Am 21. November 1917 startete der deutsche Zeppelin L 59 von Bulgarien aus in Richtung Ostafrika. Der Kommandant des Luftschiffs Kapitänleutnant Bockholdt hatte Munition und Gewehre geladen. Durch einen gefälschten Funkspruch der Briten kehrte der Kommandant kurz vor dem Ziel wieder um. Die Schutztruppe musste sich also weiterhin mit erbeuteten Material begnügen. Die Übermacht des Feindes war inzwischen so stark, dass Lettow-Vorbeck in den portugiesischen Teil Ostafrikas ausweichen musste.

Im September 1918 marschierte die Schutztruppe wieder auf eigenes Gebiet. Sie hatte einen Weg von über 2500 km zurückgelegt, und konnte sich durch alliiertes Kriegsmaterial über Wasser halten. Im November kam es dann zu einigen letzten Gefechten.

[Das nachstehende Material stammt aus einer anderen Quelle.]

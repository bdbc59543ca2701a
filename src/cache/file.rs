//! File-backed history cache: one LZ4-compressed bincode blob per source file.
//!
//! Layout under `<data_root>/historycache/`:
//!
//! ```text
//! <path relative to source root>.hist   per-file history blob
//! <repository relative path>/.latest-rev newest stored revision of a repository
//! <repository relative path>/.repository marks a repository root
//! ```
//!
//! A blob is fresh while it is not older than the source file. Directories
//! are never cached here: their history depends on every descendant.

use std::collections::HashMap;
use std::fs;
use std::io::{BufReader, BufWriter, Read, Write};
use std::path::{Path, PathBuf};
use std::sync::Mutex;
use std::time::{Duration, Instant};

use chrono::{TimeZone, Utc};
use serde::{Deserialize, Serialize};
use tempfile::NamedTempFile;
use tracing::{debug, info, warn};

use super::HistoryCache;
use crate::error::HistoryError;
use crate::history::{History, HistoryEntry};
use crate::repository::Repository;
use crate::{canonical_or_normalized, relative_slash_path};

/// Magic bytes identifying a history blob.
pub const CACHE_MAGIC: &[u8; 4] = b"VHC1";

/// Bumped whenever [`CacheFile`] changes shape; other versions are misses.
pub const FORMAT_VERSION: u32 = 1;

const EXTENSION: &str = "hist";
const LATEST_REV_FILE: &str = ".latest-rev";
const ROOT_MARKER: &str = ".repository";

/// Serializes every rename into place, across all keys.
static STORE_LOCK: Mutex<()> = Mutex::new(());

// ─── On-disk schema ─────────────────────────────────────────────────

#[derive(Debug, Serialize, Deserialize)]
struct CacheFile {
    format_version: u32,
    entries: Vec<CachedEntry>,
}

#[derive(Debug, Serialize, Deserialize)]
struct CachedEntry {
    revision: String,
    /// Milliseconds since the Unix epoch.
    timestamp_ms: Option<i64>,
    author: String,
    message: String,
    active: bool,
    tags: Option<String>,
    files: Vec<String>,
}

impl From<&HistoryEntry> for CachedEntry {
    fn from(e: &HistoryEntry) -> Self {
        CachedEntry {
            revision: e.revision.clone(),
            timestamp_ms: e.date.map(|d| d.timestamp_millis()),
            author: e.author.clone(),
            message: e.message.clone(),
            active: e.active,
            tags: e.tags.clone(),
            files: e.files.iter().cloned().collect(),
        }
    }
}

impl From<CachedEntry> for HistoryEntry {
    fn from(c: CachedEntry) -> Self {
        let date = c.timestamp_ms.and_then(|ms| Utc.timestamp_millis_opt(ms).single());
        let mut entry = HistoryEntry::new(c.revision, date, c.author).with_message(c.message);
        entry.active = c.active;
        entry.tags = c.tags;
        entry.files = c.files.into_iter().collect();
        entry
    }
}

// ─── Blob I/O ───────────────────────────────────────────────────────

/// Write `history` to `path` through a temporary file renamed into place.
fn write_blob(path: &Path, history: &History) -> Result<(), HistoryError> {
    let parent = path
        .parent()
        .ok_or_else(|| HistoryError::InvalidPath(path.display().to_string()))?;
    fs::create_dir_all(parent)?;

    let mut tmp = NamedTempFile::new_in(parent)?;
    {
        let mut writer = BufWriter::new(tmp.as_file_mut());
        writer.write_all(CACHE_MAGIC)?;
        let mut encoder = lz4_flex::frame::FrameEncoder::new(writer);
        let blob = CacheFile {
            format_version: FORMAT_VERSION,
            entries: history.entries().iter().map(CachedEntry::from).collect(),
        };
        bincode::serialize_into(&mut encoder, &blob)?;
        let mut writer = encoder
            .finish()
            .map_err(|e| std::io::Error::new(std::io::ErrorKind::Other, e))?;
        writer.flush()?;
    }

    let _guard = STORE_LOCK
        .lock()
        .map_err(|e| HistoryError::LockPoisoned(e.to_string()))?;
    tmp.persist(path).map_err(|e| e.error)?;
    Ok(())
}

fn load_blob(path: &Path) -> Result<History, HistoryError> {
    let path_str = path.display().to_string();
    let load_err = |message: String| HistoryError::CacheLoad {
        path: path_str.clone(),
        message,
    };

    let file = fs::File::open(path).map_err(|e| load_err(format!("cannot open file: {}", e)))?;
    let mut reader = BufReader::new(file);
    let mut magic = [0u8; 4];
    reader
        .read_exact(&mut magic)
        .map_err(|e| load_err(format!("read error (magic bytes): {}", e)))?;
    if &magic != CACHE_MAGIC {
        return Err(load_err("not a history cache file".to_string()));
    }

    let decoder = lz4_flex::frame::FrameDecoder::new(reader);
    let blob: CacheFile = bincode::deserialize_from(decoder)
        .map_err(|e| load_err(format!("LZ4 deserialization failed: {}", e)))?;
    if blob.format_version != FORMAT_VERSION {
        return Err(load_err(format!(
            "format version {} (expected {})",
            blob.format_version, FORMAT_VERSION
        )));
    }
    Ok(History::from_entries(
        blob.entries.into_iter().map(HistoryEntry::from).collect(),
    ))
}

/// Delete the blobs and revision marker below `dir`, skipping subtrees
/// that carry another repository's root marker. Returns the number removed.
fn remove_owned(dir: &Path, top: bool) -> Result<usize, HistoryError> {
    if !top && (dir.join(ROOT_MARKER).exists() || dir.join(LATEST_REV_FILE).exists()) {
        return Ok(0);
    }
    let mut removed = 0;
    for entry in fs::read_dir(dir)? {
        let path = entry?.path();
        if path.is_dir() {
            removed += remove_owned(&path, false)?;
            continue;
        }
        let is_blob = path.extension().is_some_and(|ext| ext == EXTENSION);
        let is_marker = path.file_name().is_some_and(|name| name == LATEST_REV_FILE);
        if is_blob || is_marker {
            fs::remove_file(&path)?;
            removed += 1;
        }
    }
    Ok(removed)
}

/// Whether the cache entry is at least as new as the source file.
fn is_fresh(source: &Path, cached: &Path) -> bool {
    let mtime = |p: &Path| fs::metadata(p).and_then(|m| m.modified()).ok();
    match (mtime(source), mtime(cached)) {
        (Some(src), Some(cache)) => cache >= src,
        _ => false,
    }
}

// ─── FileHistoryCache ───────────────────────────────────────────────

#[derive(Debug)]
pub struct FileHistoryCache {
    cache_root: PathBuf,
    source_root: PathBuf,
    time_limit: Duration,
}

impl FileHistoryCache {
    /// `cache_root` is usually `<data_root>/historycache`; keys are taken
    /// relative to `source_root`, which should be canonical.
    pub fn new(cache_root: PathBuf, source_root: PathBuf, time_limit: Duration) -> Self {
        FileHistoryCache {
            cache_root,
            source_root,
            time_limit,
        }
    }

    pub fn cache_root(&self) -> &Path {
        &self.cache_root
    }

    /// Cache location mirroring `path` below the source root, without extension.
    fn mirror_path(&self, path: &Path) -> Result<PathBuf, HistoryError> {
        let canonical = canonical_or_normalized(path);
        let rel = relative_slash_path(&self.source_root, &canonical).ok_or_else(|| {
            HistoryError::InvalidPath(format!(
                "{} is outside the source root {}",
                path.display(),
                self.source_root.display()
            ))
        })?;
        Ok(rel
            .split('/')
            .filter(|part| !part.is_empty())
            .fold(self.cache_root.clone(), |acc, part| acc.join(part)))
    }

    /// Blob location for a source file.
    pub fn cache_path(&self, file: &Path) -> Result<PathBuf, HistoryError> {
        let mut path = self.mirror_path(file)?.into_os_string();
        path.push(".");
        path.push(EXTENSION);
        Ok(PathBuf::from(path))
    }

    fn latest_rev_path(&self, repo: &dyn Repository) -> Result<PathBuf, HistoryError> {
        Ok(self.mirror_path(repo.directory())?.join(LATEST_REV_FILE))
    }

    /// Record that the mirror of `repo`'s root belongs to a repository.
    fn mark_root(&self, repo: &dyn Repository) -> Result<(), HistoryError> {
        let dir = self.mirror_path(repo.directory())?;
        let marker = dir.join(ROOT_MARKER);
        if !marker.exists() {
            fs::create_dir_all(&dir)?;
            fs::write(&marker, repo.kind().name())?;
        }
        Ok(())
    }

    /// Re-read a file's history through the repository and store it when
    /// it is worth keeping.
    fn refresh(&self, file: &Path, repo: &dyn Repository, cached: &Path) -> Result<History, HistoryError> {
        let existed = cached.exists();
        let start = Instant::now();
        let history = repo.history(file)?;
        let elapsed = start.elapsed();

        if existed || elapsed > self.time_limit {
            let mut stored = history.clone();
            stored.strip_files();
            match self.mark_root(repo).and_then(|()| write_blob(cached, &stored)) {
                Ok(()) => debug!(
                    file = %file.display(),
                    elapsed_ms = elapsed.as_millis() as u64,
                    "Stored history in file cache"
                ),
                Err(e) => warn!(file = %file.display(), error = %e, "Failed to store history in file cache"),
            }
        }
        Ok(history)
    }
}

impl HistoryCache for FileHistoryCache {
    fn initialize(&self) -> Result<(), HistoryError> {
        fs::create_dir_all(&self.cache_root)?;
        Ok(())
    }

    fn get(&self, file: &Path, repo: &dyn Repository, with_files: bool) -> Result<Option<History>, HistoryError> {
        if file.is_dir() {
            let mut history = repo.history(file)?;
            if !with_files {
                history.strip_files();
            }
            return Ok(Some(history));
        }

        let cached = self.cache_path(file)?;
        if is_fresh(file, &cached) {
            match load_blob(&cached) {
                Ok(history) => return Ok(Some(history)),
                Err(e) => warn!(file = %file.display(), error = %e, "Unreadable history cache entry, re-parsing"),
            }
        }

        let mut history = self.refresh(file, repo, &cached)?;
        if !with_files {
            history.strip_files();
        }
        Ok(Some(history))
    }

    fn store(&self, history: &History, repo: &dyn Repository) -> Result<(), HistoryError> {
        let repo_dir = repo.directory();
        let mut per_file: HashMap<&str, Vec<HistoryEntry>> = HashMap::new();
        for entry in history.entries() {
            let mut stripped = entry.clone();
            stripped.strip_files();
            for file in &entry.files {
                per_file.entry(file.as_str()).or_default().push(stripped.clone());
            }
        }

        let start = Instant::now();
        self.mark_root(repo)?;
        let mut written = 0usize;
        for (rel, entries) in per_file {
            let file = repo_dir.join(rel);
            if file.is_dir() {
                continue;
            }
            let cached = self.cache_path(&file)?;
            let newer = History::from_entries(entries);
            let merged = match cached.exists().then(|| load_blob(&cached)) {
                Some(Ok(mut existing)) => {
                    existing.prepend(newer);
                    existing
                }
                Some(Err(e)) => {
                    debug!(file = %file.display(), error = %e, "Replacing unreadable cache entry");
                    newer
                }
                None => newer,
            };
            write_blob(&cached, &merged)?;
            written += 1;
        }

        if let Some(head) = history.head_revision() {
            let marker = self.latest_rev_path(repo)?;
            if let Some(parent) = marker.parent() {
                fs::create_dir_all(parent)?;
            }
            fs::write(&marker, head)?;
        }
        info!(
            repo = %repo_dir.display(),
            files = written,
            elapsed_ms = start.elapsed().as_millis() as u64,
            "Stored history in file cache"
        );
        Ok(())
    }

    fn has_cache_for_directory(&self, dir: &Path, _repo: &dyn Repository) -> Result<bool, HistoryError> {
        Ok(self.mirror_path(dir)?.is_dir())
    }

    fn latest_cached_revision(&self, repo: &dyn Repository) -> Result<Option<String>, HistoryError> {
        match fs::read_to_string(self.latest_rev_path(repo)?) {
            Ok(rev) => Ok(Some(rev.trim().to_string()).filter(|r| !r.is_empty())),
            Err(e) if e.kind() == std::io::ErrorKind::NotFound => Ok(None),
            Err(e) => Err(e.into()),
        }
    }

    fn clear(&self, repo_dir: &Path) -> Result<(), HistoryError> {
        let dir = self.mirror_path(repo_dir)?;
        if dir.is_dir() {
            fs::remove_dir_all(&dir)?;
            info!(repo = %repo_dir.display(), "Cleared file history cache");
        }
        // clearing the source root itself removes the cache root
        fs::create_dir_all(&self.cache_root)?;
        Ok(())
    }

    fn invalidate(&self, repo: &dyn Repository) -> Result<(), HistoryError> {
        let dir = self.mirror_path(repo.directory())?;
        if !dir.is_dir() {
            return Ok(());
        }
        let _guard = STORE_LOCK
            .lock()
            .map_err(|e| HistoryError::LockPoisoned(e.to_string()))?;
        let removed = remove_owned(&dir, true)?;
        info!(repo = %repo.directory().display(), files = removed, "Invalidated file history cache");
        Ok(())
    }

    fn info(&self) -> String {
        format!("file cache at {}", self.cache_root.display())
    }
}

// ─── Tests ──────────────────────────────────────────────────────────

#[cfg(test)]
#[path = "file_tests.rs"]
mod tests;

Am 13. November erfuhr Lettow-Vorbeck von der Kapitulation des Deutschen Reiches, worauf er sich am 25. November ergab. Die verbliebenen deutschen Offiziere wurden daraufhin in Daressalam versammelt. 1919 durften sie nach Deutschland zurückkehren.

Der Versailler Vertrag

Der Versailler Vertrag bestimmte, dass Deutschland alle Kolonien abzugeben hatte. Deutsch-Ostafrika wurde am 20. Januar 1920 der Verwaltung des Völkerbundes unterstellt. Die Mandate über das Land wurden Belgien (Kontrolle über Burundi und Ruanda) und Großbritannien zugesprochen.